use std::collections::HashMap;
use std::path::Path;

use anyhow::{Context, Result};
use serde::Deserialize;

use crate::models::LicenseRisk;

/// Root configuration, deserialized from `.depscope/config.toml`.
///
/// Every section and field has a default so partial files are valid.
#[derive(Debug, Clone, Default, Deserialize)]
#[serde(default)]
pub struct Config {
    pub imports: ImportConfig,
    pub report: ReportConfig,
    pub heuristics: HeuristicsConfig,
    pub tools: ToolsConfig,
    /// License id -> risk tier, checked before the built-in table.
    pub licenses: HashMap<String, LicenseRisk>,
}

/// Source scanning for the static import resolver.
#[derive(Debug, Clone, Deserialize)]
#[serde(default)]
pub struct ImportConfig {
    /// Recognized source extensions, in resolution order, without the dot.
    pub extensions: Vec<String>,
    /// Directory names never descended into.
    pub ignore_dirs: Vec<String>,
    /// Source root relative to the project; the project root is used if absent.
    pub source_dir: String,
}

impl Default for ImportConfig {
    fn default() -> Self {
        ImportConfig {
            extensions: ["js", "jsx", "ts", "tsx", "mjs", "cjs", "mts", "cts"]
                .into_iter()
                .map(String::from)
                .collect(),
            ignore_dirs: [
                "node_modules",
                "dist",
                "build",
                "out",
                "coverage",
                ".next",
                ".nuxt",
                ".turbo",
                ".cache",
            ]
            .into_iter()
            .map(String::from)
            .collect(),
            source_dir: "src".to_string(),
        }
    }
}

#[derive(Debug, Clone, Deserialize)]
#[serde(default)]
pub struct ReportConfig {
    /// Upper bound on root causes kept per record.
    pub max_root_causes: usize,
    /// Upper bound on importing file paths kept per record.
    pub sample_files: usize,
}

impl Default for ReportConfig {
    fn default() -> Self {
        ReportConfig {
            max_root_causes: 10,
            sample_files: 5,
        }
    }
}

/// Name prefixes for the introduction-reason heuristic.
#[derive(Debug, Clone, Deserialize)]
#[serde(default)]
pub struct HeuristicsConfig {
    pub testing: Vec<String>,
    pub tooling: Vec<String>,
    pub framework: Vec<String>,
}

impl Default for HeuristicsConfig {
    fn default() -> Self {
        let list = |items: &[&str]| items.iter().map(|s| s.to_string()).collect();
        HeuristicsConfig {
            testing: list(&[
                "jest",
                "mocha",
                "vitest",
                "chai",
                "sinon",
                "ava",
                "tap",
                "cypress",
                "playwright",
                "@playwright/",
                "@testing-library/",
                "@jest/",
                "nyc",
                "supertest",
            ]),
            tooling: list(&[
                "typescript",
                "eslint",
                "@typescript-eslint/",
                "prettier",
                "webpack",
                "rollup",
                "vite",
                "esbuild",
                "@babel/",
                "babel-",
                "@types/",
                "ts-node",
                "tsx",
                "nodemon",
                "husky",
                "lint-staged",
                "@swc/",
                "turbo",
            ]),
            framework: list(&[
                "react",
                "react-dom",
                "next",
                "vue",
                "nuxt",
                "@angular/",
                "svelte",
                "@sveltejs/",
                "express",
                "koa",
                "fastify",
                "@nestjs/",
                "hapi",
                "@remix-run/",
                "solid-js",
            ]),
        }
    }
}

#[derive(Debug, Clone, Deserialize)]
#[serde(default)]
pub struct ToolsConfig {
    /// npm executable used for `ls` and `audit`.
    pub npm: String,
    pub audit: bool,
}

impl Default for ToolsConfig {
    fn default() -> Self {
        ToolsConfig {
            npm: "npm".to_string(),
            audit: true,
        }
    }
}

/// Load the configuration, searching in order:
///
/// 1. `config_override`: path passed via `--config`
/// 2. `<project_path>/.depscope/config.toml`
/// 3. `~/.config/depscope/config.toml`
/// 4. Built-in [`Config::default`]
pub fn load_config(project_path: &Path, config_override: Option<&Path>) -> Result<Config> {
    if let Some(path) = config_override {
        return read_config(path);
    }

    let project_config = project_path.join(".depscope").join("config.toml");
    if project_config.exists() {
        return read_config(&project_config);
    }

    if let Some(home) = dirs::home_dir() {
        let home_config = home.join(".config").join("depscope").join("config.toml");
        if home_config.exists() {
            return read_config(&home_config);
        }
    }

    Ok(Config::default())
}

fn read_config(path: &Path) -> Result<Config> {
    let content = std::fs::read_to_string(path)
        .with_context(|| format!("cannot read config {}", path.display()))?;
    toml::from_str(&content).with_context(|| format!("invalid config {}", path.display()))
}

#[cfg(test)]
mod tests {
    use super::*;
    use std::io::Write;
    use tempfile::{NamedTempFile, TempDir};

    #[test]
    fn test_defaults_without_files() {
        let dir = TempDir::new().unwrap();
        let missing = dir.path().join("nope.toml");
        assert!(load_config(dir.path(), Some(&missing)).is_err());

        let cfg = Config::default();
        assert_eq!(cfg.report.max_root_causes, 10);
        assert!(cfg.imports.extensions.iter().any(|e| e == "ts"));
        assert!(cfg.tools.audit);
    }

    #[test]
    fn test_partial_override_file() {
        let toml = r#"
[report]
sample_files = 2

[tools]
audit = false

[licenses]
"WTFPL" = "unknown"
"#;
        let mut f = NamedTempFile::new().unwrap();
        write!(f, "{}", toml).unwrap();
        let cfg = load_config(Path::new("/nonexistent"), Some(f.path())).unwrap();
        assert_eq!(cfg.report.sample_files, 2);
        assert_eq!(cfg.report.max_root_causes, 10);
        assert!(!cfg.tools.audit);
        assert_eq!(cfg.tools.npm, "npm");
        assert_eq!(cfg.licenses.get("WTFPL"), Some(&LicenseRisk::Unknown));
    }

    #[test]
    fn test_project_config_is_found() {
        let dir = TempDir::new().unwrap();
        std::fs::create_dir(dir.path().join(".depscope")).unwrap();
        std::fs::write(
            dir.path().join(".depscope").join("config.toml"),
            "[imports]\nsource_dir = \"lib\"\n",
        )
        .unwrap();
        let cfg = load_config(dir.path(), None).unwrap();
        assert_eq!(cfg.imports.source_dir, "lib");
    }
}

^^^^

EXERCISE DIRECTIONS: Tally the lines above containing "Some"; give only the number.

RESULT OF THIS TASK: 5